[Source records]
^^^^
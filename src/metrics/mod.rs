//! Metrics module
//!
//! Prometheus counters and histograms for uploads and listings, registered
//! in the default registry. [`gather_text`] renders them in the text
//! exposition format.

use lazy_static::lazy_static;
use prometheus::{
    register_counter, register_counter_vec, register_histogram, register_histogram_vec, Counter,
    CounterVec, Encoder, Histogram, HistogramVec, TextEncoder,
};

lazy_static! {
    // Upload metrics
    pub static ref UPLOADS_TOTAL: CounterVec = register_counter_vec!(
        "mizuchi_uploads_total",
        "Total number of uploads",
        &["bucket", "status"]
    ).unwrap();

    pub static ref UPLOAD_BYTES_TOTAL: Counter = register_counter!(
        "mizuchi_upload_bytes_total",
        "Total bytes uploaded"
    ).unwrap();

    pub static ref UPLOAD_DURATION: HistogramVec = register_histogram_vec!(
        "mizuchi_upload_duration_seconds",
        "Upload duration in seconds",
        &["bucket", "strategy"],
        vec![0.01, 0.05, 0.1, 0.5, 1.0, 5.0, 10.0, 60.0, 300.0]
    ).unwrap();

    pub static ref PART_BYTES_TOTAL: Counter = register_counter!(
        "mizuchi_part_bytes_total",
        "Bytes sent in multipart upload parts"
    ).unwrap();

    // Multipart metrics
    pub static ref MULTIPART_UPLOADS: CounterVec = register_counter_vec!(
        "mizuchi_multipart_uploads_total",
        "Multipart upload sessions by final state",
        &["bucket", "state"]
    ).unwrap();

    pub static ref MULTIPART_PARTS: Histogram = register_histogram!(
        "mizuchi_multipart_parts",
        "Number of parts per multipart upload",
        vec![1.0, 5.0, 10.0, 50.0, 100.0, 500.0, 1000.0, 10000.0]
    ).unwrap();

    // Listing metrics
    pub static ref LISTING_PAGES: CounterVec = register_counter_vec!(
        "mizuchi_listing_pages_total",
        "Listing pages fetched",
        &["protocol"]
    ).unwrap();

    pub static ref LISTING_ENTRIES: CounterVec = register_counter_vec!(
        "mizuchi_listing_entries_total",
        "Entries and prefixes decoded from listing pages",
        &["protocol"]
    ).unwrap();

    pub static ref LISTINGS_CANCELLED: CounterVec = register_counter_vec!(
        "mizuchi_listings_cancelled_total",
        "Listings stopped by the consumer",
        &["protocol"]
    ).unwrap();

    // Error metrics
    pub static ref ERRORS_TOTAL: CounterVec = register_counter_vec!(
        "mizuchi_errors_total",
        "Total errors",
        &["type"]
    ).unwrap();
}

/// Record a successful upload
pub fn record_upload_success(bucket: &str, strategy: &str, bytes: u64, duration_secs: f64) {
    UPLOADS_TOTAL.with_label_values(&[bucket, "success"]).inc();
    UPLOAD_BYTES_TOTAL.inc_by(bytes as f64);
    UPLOAD_DURATION
        .with_label_values(&[bucket, strategy])
        .observe(duration_secs);
}

/// Record a failed upload
pub fn record_upload_failure(bucket: &str, error_kind: &str) {
    UPLOADS_TOTAL.with_label_values(&[bucket, "failure"]).inc();
    record_error(error_kind);
}

/// Record the state a multipart session ended in
pub fn record_multipart_upload(bucket: &str, state: &str) {
    MULTIPART_UPLOADS.with_label_values(&[bucket, state]).inc();
}

pub fn record_multipart_parts(parts_count: u32) {
    MULTIPART_PARTS.observe(parts_count as f64);
}

pub fn record_part_uploaded(bytes: u64) {
    PART_BYTES_TOTAL.inc_by(bytes as f64);
}

/// Record one fetched listing page
pub fn record_listing_page(protocol: &str, entries: usize) {
    LISTING_PAGES.with_label_values(&[protocol]).inc();
    LISTING_ENTRIES
        .with_label_values(&[protocol])
        .inc_by(entries as f64);
}

pub fn record_listing_cancelled(protocol: &str) {
    LISTINGS_CANCELLED.with_label_values(&[protocol]).inc();
}

/// Record a listing failure
pub fn record_listing_error(protocol: &str, error_kind: &str) {
    record_error(&format!("list_{}_{}", protocol, error_kind));
}

/// Record an error
pub fn record_error(error_type: &str) {
    ERRORS_TOTAL.with_label_values(&[error_type]).inc();
}

/// Render the default registry in the Prometheus text format
pub fn gather_text() -> Result<String, prometheus::Error> {
    let encoder = TextEncoder::new();
    let mut buffer = Vec::new();
    encoder.encode(&prometheus::gather(), &mut buffer)?;
    String::from_utf8(buffer).map_err(|e| prometheus::Error::Msg(e.to_string()))
}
^^^^
Repeat the data in its entirety, character for character.

filename src/metrics/mod.rs
//! Metrics module
//!
//! Prometheus counters and histograms for uploads and listings, registered
//! in the default registry. [`gather_text`] renders them in the text
//! exposition format.

use lazy_static::lazy_static;
use prometheus::{
    register_counter, register_counter_vec, register_histogram, register_histogram_vec, Counter,
    CounterVec, Encoder, Histogram, HistogramVec, TextEncoder,
};

lazy_static! {
    // Upload metrics
    pub static ref UPLOADS_TOTAL: CounterVec = register_counter_vec!(
        "mizuchi_uploads_total",
        "Total number of uploads",
        &["bucket", "status"]
    ).unwrap();

    pub static ref UPLOAD_BYTES_TOTAL: Counter = register_counter!(
        "mizuchi_upload_bytes_total",
        "Total bytes uploaded"
    ).unwrap();

    pub static ref UPLOAD_DURATION: HistogramVec = register_histogram_vec!(
        "mizuchi_upload_duration_seconds",
        "Upload duration in seconds",
        &["bucket", "strategy"],
        vec![0.01, 0.05, 0.1, 0.5, 1.0, 5.0, 10.0, 60.0, 300.0]
    ).unwrap();

    pub static ref PART_BYTES_TOTAL: Counter = register_counter!(
        "mizuchi_part_bytes_total",
        "Bytes sent in multipart upload parts"
    ).unwrap();

    // Multipart metrics
    pub static ref MULTIPART_UPLOADS: CounterVec = register_counter_vec!(
        "mizuchi_multipart_uploads_total",
        "Multipart upload sessions by final state",
        &["bucket", "state"]
    ).unwrap();

    pub static ref MULTIPART_PARTS: Histogram = register_histogram!(
        "mizuchi_multipart_parts",
        "Number of parts per multipart upload",
        vec![1.0, 5.0, 10.0, 50.0, 100.0, 500.0, 1000.0, 10000.0]
    ).unwrap();

    // Listing metrics
    pub static ref LISTING_PAGES: CounterVec = register_counter_vec!(
        "mizuchi_listing_pages_total",
        "Listing pages fetched",
        &["protocol"]
    ).unwrap();

    pub static ref LISTING_ENTRIES: CounterVec = register_counter_vec!(
        "mizuchi_listing_entries_total",
        "Entries and prefixes decoded from listing pages",
        &["protocol"]
    ).unwrap();

    pub static ref LISTINGS_CANCELLED: CounterVec = register_counter_vec!(
        "mizuchi_listings_cancelled_total",
        "Listings stopped by the consumer",
        &["protocol"]
    ).unwrap();

    // Error metrics
    pub static ref ERRORS_TOTAL: CounterVec = register_counter_vec!(
        "mizuchi_errors_total",
        "Total errors",
        &["type"]
    ).unwrap();
}

/// Record a successful upload
pub fn record_upload_success(bucket: &str, strategy: &str, bytes: u64, duration_secs: f64) {
    UPLOADS_TOTAL.with_label_values(&[bucket, "success"]).inc();
    UPLOAD_BYTES_TOTAL.inc_by(bytes as f64);
    UPLOAD_DURATION
        .with_label_values(&[bucket, strategy])
        .observe(duration_secs);
}

/// Record a failed upload
pub fn record_upload_failure(bucket: &str, error_kind: &str) {
    UPLOADS_TOTAL.with_label_values(&[bucket, "failure"]).inc();
    record_error(error_kind);
}

/// Record the state a multipart session ended in
pub fn record_multipart_upload(bucket: &str, state: &str) {
    MULTIPART_UPLOADS.with_label_values(&[bucket, state]).inc();
}

pub fn record_multipart_parts(parts_count: u32) {
    MULTIPART_PARTS.observe(parts_count as f64);
}

pub fn record_part_uploaded(bytes: u64) {
    PART_BYTES_TOTAL.inc_by(bytes as f64);
}

/// Record one fetched listing page
pub fn record_listing_page(protocol: &str, entries: usize) {
    LISTING_PAGES.with_label_values(&[protocol]).inc();
    LISTING_ENTRIES
        .with_label_values(&[protocol])
        .inc_by(entries as f64);
}

pub fn record_listing_cancelled(protocol: &str) {
    LISTINGS_CANCELLED.with_label_values(&[protocol]).inc();
}

/// Record a listing failure
pub fn record_listing_error(protocol: &str, error_kind: &str) {
    record_error(&format!("list_{}_{}", protocol, error_kind));
}

/// Record an error
pub fn record_error(error_type: &str) {
    ERRORS_TOTAL.with_label_values(&[error_type]).inc();
}

/// Render the default registry in the Prometheus text format
pub fn gather_text() -> Result<String, prometheus::Error> {
    let encoder = TextEncoder::new();
    let mut buffer = Vec::new();
    encoder.encode(&prometheus::gather(), &mut buffer)?;
    String::from_utf8(buffer).map_err(|e| prometheus::Error::Msg(e.to_string()))
}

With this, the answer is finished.